■ ASSIGNMENT
Whenever the string "DemoConfigLoader" appears in a line of the listing below, that line counts. Say how many lines count, and give nothing else.

■ SUPPLIED DATA
■ ■ ■
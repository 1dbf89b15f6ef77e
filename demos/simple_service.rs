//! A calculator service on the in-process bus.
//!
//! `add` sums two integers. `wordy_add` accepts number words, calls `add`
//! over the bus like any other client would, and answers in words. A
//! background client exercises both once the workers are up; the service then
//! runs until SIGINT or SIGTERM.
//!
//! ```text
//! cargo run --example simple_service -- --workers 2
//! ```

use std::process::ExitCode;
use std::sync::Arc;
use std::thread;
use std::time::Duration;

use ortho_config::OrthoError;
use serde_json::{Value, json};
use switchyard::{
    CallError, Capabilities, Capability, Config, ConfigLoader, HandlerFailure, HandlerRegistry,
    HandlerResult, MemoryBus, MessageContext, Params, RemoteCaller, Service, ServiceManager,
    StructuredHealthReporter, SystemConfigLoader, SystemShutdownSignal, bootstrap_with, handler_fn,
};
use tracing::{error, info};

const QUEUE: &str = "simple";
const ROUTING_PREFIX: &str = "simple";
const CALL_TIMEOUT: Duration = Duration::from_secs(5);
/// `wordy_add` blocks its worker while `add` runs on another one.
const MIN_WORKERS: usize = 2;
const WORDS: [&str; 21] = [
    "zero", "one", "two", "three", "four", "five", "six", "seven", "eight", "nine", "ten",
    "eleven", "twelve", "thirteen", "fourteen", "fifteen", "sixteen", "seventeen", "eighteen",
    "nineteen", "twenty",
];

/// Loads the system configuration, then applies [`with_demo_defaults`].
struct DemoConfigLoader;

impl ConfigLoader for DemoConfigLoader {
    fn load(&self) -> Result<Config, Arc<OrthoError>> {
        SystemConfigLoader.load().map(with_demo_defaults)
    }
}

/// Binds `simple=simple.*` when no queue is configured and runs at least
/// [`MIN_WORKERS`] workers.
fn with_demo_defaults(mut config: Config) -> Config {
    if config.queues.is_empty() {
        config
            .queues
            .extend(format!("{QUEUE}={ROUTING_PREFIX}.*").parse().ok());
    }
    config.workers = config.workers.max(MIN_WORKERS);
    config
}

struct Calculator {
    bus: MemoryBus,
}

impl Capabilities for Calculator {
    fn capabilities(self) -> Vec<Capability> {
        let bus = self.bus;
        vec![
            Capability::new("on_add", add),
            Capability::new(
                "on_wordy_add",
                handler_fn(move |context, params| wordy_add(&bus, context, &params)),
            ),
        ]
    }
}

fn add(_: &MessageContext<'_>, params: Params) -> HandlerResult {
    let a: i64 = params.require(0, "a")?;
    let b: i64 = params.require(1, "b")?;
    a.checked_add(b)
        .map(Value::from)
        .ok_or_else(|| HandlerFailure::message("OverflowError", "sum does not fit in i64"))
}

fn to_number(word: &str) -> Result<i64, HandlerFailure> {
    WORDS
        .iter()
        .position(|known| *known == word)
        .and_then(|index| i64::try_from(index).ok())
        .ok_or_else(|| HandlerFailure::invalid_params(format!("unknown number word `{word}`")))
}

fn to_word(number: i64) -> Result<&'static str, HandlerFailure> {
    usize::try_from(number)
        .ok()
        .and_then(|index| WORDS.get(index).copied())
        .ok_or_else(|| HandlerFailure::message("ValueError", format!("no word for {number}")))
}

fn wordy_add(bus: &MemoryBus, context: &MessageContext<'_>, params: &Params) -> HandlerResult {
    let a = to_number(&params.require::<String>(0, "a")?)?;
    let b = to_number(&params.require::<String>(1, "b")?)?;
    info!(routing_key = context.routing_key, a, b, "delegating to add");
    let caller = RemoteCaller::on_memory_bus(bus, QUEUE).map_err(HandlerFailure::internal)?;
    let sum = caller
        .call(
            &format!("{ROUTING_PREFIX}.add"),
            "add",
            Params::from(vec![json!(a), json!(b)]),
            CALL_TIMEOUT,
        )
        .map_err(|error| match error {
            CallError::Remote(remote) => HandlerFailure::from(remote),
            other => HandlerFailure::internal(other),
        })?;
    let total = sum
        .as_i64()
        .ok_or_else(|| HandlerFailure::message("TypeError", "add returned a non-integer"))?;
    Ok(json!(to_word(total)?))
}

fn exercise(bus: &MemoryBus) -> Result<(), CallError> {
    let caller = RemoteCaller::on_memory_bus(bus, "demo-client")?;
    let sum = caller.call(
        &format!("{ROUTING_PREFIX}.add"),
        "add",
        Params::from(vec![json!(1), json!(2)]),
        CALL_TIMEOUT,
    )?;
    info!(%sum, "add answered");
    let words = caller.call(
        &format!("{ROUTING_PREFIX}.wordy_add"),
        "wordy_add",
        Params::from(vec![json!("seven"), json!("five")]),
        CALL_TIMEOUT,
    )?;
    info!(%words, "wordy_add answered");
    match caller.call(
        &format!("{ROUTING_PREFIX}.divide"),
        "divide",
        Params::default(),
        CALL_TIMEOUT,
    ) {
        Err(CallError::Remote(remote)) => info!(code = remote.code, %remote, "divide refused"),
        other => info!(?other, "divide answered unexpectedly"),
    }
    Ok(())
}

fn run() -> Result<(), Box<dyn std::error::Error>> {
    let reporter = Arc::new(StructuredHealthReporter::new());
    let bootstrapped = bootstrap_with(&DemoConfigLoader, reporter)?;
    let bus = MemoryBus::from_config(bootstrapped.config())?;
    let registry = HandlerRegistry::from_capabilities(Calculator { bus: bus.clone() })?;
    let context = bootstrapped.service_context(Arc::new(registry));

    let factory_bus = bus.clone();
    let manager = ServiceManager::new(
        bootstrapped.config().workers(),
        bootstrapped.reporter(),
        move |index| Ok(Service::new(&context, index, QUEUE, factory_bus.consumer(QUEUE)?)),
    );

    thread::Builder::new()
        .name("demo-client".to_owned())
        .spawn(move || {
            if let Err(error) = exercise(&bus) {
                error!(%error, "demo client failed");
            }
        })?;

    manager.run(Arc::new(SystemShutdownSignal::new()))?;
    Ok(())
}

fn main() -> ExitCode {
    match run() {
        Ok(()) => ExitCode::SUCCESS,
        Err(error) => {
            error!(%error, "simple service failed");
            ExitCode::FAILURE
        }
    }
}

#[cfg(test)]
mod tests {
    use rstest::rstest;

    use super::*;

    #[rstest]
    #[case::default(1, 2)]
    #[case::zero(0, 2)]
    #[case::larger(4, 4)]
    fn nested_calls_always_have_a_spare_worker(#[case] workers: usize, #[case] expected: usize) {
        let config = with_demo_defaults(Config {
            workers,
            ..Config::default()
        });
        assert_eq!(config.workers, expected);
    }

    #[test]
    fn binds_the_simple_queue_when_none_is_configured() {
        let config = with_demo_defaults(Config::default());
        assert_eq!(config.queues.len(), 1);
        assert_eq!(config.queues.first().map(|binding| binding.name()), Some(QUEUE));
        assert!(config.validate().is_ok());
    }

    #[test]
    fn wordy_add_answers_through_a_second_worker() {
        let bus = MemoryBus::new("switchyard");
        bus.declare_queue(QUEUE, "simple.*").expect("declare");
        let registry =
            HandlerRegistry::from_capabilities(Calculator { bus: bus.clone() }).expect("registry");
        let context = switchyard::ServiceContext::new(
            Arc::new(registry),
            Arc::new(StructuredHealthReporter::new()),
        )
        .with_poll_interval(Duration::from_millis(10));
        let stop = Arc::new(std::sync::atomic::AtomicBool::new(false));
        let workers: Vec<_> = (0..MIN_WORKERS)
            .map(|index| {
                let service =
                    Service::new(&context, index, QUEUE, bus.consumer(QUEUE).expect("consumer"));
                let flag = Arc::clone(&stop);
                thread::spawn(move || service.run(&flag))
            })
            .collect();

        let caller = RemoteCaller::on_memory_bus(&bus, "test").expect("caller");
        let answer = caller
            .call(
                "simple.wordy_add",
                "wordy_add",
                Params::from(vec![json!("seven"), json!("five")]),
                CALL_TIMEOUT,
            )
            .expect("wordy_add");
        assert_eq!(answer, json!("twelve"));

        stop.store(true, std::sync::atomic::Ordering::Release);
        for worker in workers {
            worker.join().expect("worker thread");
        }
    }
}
■ ■ ■
■ TASK RESULT
3